Material shown:
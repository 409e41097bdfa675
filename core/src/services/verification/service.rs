//! Main verification service implementation

use ac_shared::utils::email::mask_email;
use chrono::{Duration, Utc};
use std::sync::Arc;

use crate::domain::entities::user::User;
use crate::domain::entities::verification_code::VerificationCode;
use crate::errors::{AuthError, DomainError, DomainResult};
use crate::repositories::VerificationCodeRepository;

use super::config::VerificationServiceConfig;
use super::traits::NotificationServiceTrait;
use super::types::IssuedCode;

/// Verification service issuing and validating one-time codes
pub struct VerificationService<C: VerificationCodeRepository, N: NotificationServiceTrait> {
    /// Code store
    code_repository: Arc<C>,
    /// Delivery channel
    notification_service: Arc<N>,
    /// Service configuration
    config: VerificationServiceConfig,
}

impl<C: VerificationCodeRepository, N: NotificationServiceTrait> VerificationService<C, N> {
    /// Create a new verification service
    pub fn new(
        code_repository: Arc<C>,
        notification_service: Arc<N>,
        config: VerificationServiceConfig,
    ) -> Self {
        Self {
            code_repository,
            notification_service,
            config,
        }
    }

    /// Service configuration
    pub fn config(&self) -> &VerificationServiceConfig {
        &self.config
    }

    /// Issue a fresh code to `user`
    ///
    /// The code is persisted first, then delivered to the user's email if
    /// one is on file. Delivery failure is logged and reported through
    /// `IssuedCode::delivered`; it never fails the issuance. Earlier unused
    /// codes stay valid until their own window closes.
    ///
    /// # Errors
    ///
    /// * `DomainError::Internal` - The code could not be persisted
    pub async fn issue_code(&self, user: &User) -> DomainResult<IssuedCode> {
        let verification_code = self
            .code_repository
            .create(VerificationCode::new(user.id))
            .await
            .map_err(|e| {
                tracing::error!(
                    user_id = %user.id,
                    error = %e,
                    event = "code_storage_failed",
                    "Failed to store verification code"
                );
                DomainError::Internal {
                    message: format!("Failed to store verification code: {}", e),
                }
            })?;

        tracing::info!(
            user_id = %user.id,
            code_id = %verification_code.id,
            event = "code_issued",
            "Issued verification code"
        );

        let email = match user.email.as_deref().filter(|e| !e.is_empty()) {
            Some(email) => email,
            None => {
                tracing::debug!(
                    user_id = %user.id,
                    event = "code_delivery_skipped",
                    "User has no email address; code not delivered"
                );
                return Ok(IssuedCode {
                    verification_code,
                    delivered: false,
                    message_id: None,
                });
            }
        };

        let body = format!("Your verification code: {}", verification_code.code);
        match self.notification_service.send(email, &body).await {
            Ok(message_id) => {
                tracing::info!(
                    user_id = %user.id,
                    email = %mask_email(email),
                    message_id = %message_id,
                    event = "code_delivered",
                    "Verification code delivered"
                );
                Ok(IssuedCode {
                    verification_code,
                    delivered: true,
                    message_id: Some(message_id),
                })
            }
            Err(e) => {
                tracing::warn!(
                    user_id = %user.id,
                    email = %mask_email(email),
                    error = %e,
                    event = "code_delivery_failed",
                    "Failed to deliver verification code"
                );
                Ok(IssuedCode {
                    verification_code,
                    delivered: false,
                    message_id: None,
                })
            }
        }
    }

    /// Validate and consume a submitted code for `user`
    ///
    /// Looks up the newest unused code with the submitted value. A value that
    /// cannot be a code is rejected without touching storage. A code is
    /// expired only once strictly more than `window` has elapsed. Expired
    /// codes are rejected without being consumed.
    ///
    /// # Errors
    ///
    /// * `AuthError::CodeNotFound` - No unused code matches, or a concurrent
    ///   validation consumed it first
    /// * `AuthError::CodeExpired` - The matched code is older than `window`
    pub async fn validate_code(
        &self,
        user: &User,
        submitted: &str,
        window: Duration,
    ) -> DomainResult<VerificationCode> {
        if !VerificationCode::is_well_formed(submitted) {
            tracing::info!(
                user_id = %user.id,
                event = "code_malformed",
                "Submitted code is not a 6-digit value"
            );
            return Err(AuthError::CodeNotFound.into());
        }

        let mut code = match self
            .code_repository
            .find_latest_unused(user.id, submitted)
            .await?
        {
            Some(code) => code,
            None => {
                tracing::info!(
                    user_id = %user.id,
                    event = "code_not_found",
                    "No unused verification code matches"
                );
                return Err(AuthError::CodeNotFound.into());
            }
        };

        let now = Utc::now();
        if code.is_expired_at(now, window) {
            tracing::info!(
                user_id = %user.id,
                code_id = %code.id,
                elapsed_secs = code.elapsed_at(now).num_seconds(),
                event = "code_expired",
                "Verification code expired"
            );
            return Err(AuthError::CodeExpired.into());
        }

        if !self.code_repository.mark_used(code.id).await? {
            tracing::warn!(
                user_id = %user.id,
                code_id = %code.id,
                event = "code_consume_race_lost",
                "Verification code consumed concurrently"
            );
            return Err(AuthError::CodeNotFound.into());
        }

        code.mark_used();
        tracing::info!(
            user_id = %user.id,
            code_id = %code.id,
            event = "code_consumed",
            "Verification code consumed"
        );
        Ok(code)
    }
}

What you have to do:
Every line in the listing above should be repeated exactly.

Response to the exercise:
repository 409e41097bdfa675
filename core/src/services/verification/service.rs
//! Main verification service implementation

use ac_shared::utils::email::mask_email;
use chrono::{Duration, Utc};
use std::sync::Arc;

use crate::domain::entities::user::User;
use crate::domain::entities::verification_code::VerificationCode;
use crate::errors::{AuthError, DomainError, DomainResult};
use crate::repositories::VerificationCodeRepository;

use super::config::VerificationServiceConfig;
use super::traits::NotificationServiceTrait;
use super::types::IssuedCode;

/// Verification service issuing and validating one-time codes
pub struct VerificationService<C: VerificationCodeRepository, N: NotificationServiceTrait> {
    /// Code store
    code_repository: Arc<C>,
    /// Delivery channel
    notification_service: Arc<N>,
    /// Service configuration
    config: VerificationServiceConfig,
}

impl<C: VerificationCodeRepository, N: NotificationServiceTrait> VerificationService<C, N> {
    /// Create a new verification service
    pub fn new(
        code_repository: Arc<C>,
        notification_service: Arc<N>,
        config: VerificationServiceConfig,
    ) -> Self {
        Self {
            code_repository,
            notification_service,
            config,
        }
    }

    /// Service configuration
    pub fn config(&self) -> &VerificationServiceConfig {
        &self.config
    }

    /// Issue a fresh code to `user`
    ///
    /// The code is persisted first, then delivered to the user's email if
    /// one is on file. Delivery failure is logged and reported through
    /// `IssuedCode::delivered`; it never fails the issuance. Earlier unused
    /// codes stay valid until their own window closes.
    ///
    /// # Errors
    ///
    /// * `DomainError::Internal` - The code could not be persisted
    pub async fn issue_code(&self, user: &User) -> DomainResult<IssuedCode> {
        let verification_code = self
            .code_repository
            .create(VerificationCode::new(user.id))
            .await
            .map_err(|e| {
                tracing::error!(
                    user_id = %user.id,
                    error = %e,
                    event = "code_storage_failed",
                    "Failed to store verification code"
                );
                DomainError::Internal {
                    message: format!("Failed to store verification code: {}", e),
                }
            })?;

        tracing::info!(
            user_id = %user.id,
            code_id = %verification_code.id,
            event = "code_issued",
            "Issued verification code"
        );

        let email = match user.email.as_deref().filter(|e| !e.is_empty()) {
            Some(email) => email,
            None => {
                tracing::debug!(
                    user_id = %user.id,
                    event = "code_delivery_skipped",
                    "User has no email address; code not delivered"
                );
                return Ok(IssuedCode {
                    verification_code,
                    delivered: false,
                    message_id: None,
                });
            }
        };

        let body = format!("Your verification code: {}", verification_code.code);
        match self.notification_service.send(email, &body).await {
            Ok(message_id) => {
                tracing::info!(
                    user_id = %user.id,
                    email = %mask_email(email),
                    message_id = %message_id,
                    event = "code_delivered",
                    "Verification code delivered"
                );
                Ok(IssuedCode {
                    verification_code,
                    delivered: true,
                    message_id: Some(message_id),
                })
            }
            Err(e) => {
                tracing::warn!(
                    user_id = %user.id,
                    email = %mask_email(email),
                    error = %e,
                    event = "code_delivery_failed",
                    "Failed to deliver verification code"
                );
                Ok(IssuedCode {
                    verification_code,
                    delivered: false,
                    message_id: None,
                })
            }
        }
    }

    /// Validate and consume a submitted code for `user`
    ///
    /// Looks up the newest unused code with the submitted value. A value that
    /// cannot be a code is rejected without touching storage. A code is
    /// expired only once strictly more than `window` has elapsed. Expired
    /// codes are rejected without being consumed.
    ///
    /// # Errors
    ///
    /// * `AuthError::CodeNotFound` - No unused code matches, or a concurrent
    ///   validation consumed it first
    /// * `AuthError::CodeExpired` - The matched code is older than `window`
    pub async fn validate_code(
        &self,
        user: &User,
        submitted: &str,
        window: Duration,
    ) -> DomainResult<VerificationCode> {
        if !VerificationCode::is_well_formed(submitted) {
            tracing::info!(
                user_id = %user.id,
                event = "code_malformed",
                "Submitted code is not a 6-digit value"
            );
            return Err(AuthError::CodeNotFound.into());
        }

        let mut code = match self
            .code_repository
            .find_latest_unused(user.id, submitted)
            .await?
        {
            Some(code) => code,
            None => {
                tracing::info!(
                    user_id = %user.id,
                    event = "code_not_found",
                    "No unused verification code matches"
                );
                return Err(AuthError::CodeNotFound.into());
            }
        };

        let now = Utc::now();
        if code.is_expired_at(now, window) {
            tracing::info!(
                user_id = %user.id,
                code_id = %code.id,
                elapsed_secs = code.elapsed_at(now).num_seconds(),
                event = "code_expired",
                "Verification code expired"
            );
            return Err(AuthError::CodeExpired.into());
        }

        if !self.code_repository.mark_used(code.id).await? {
            tracing::warn!(
                user_id = %user.id,
                code_id = %code.id,
                event = "code_consume_race_lost",
                "Verification code consumed concurrently"
            );
            return Err(AuthError::CodeNotFound.into());
        }

        code.mark_used();
        tracing::info!(
            user_id = %user.id,
            code_id = %code.id,
            event = "code_consumed",
            "Verification code consumed"
        );
        Ok(code)
    }
}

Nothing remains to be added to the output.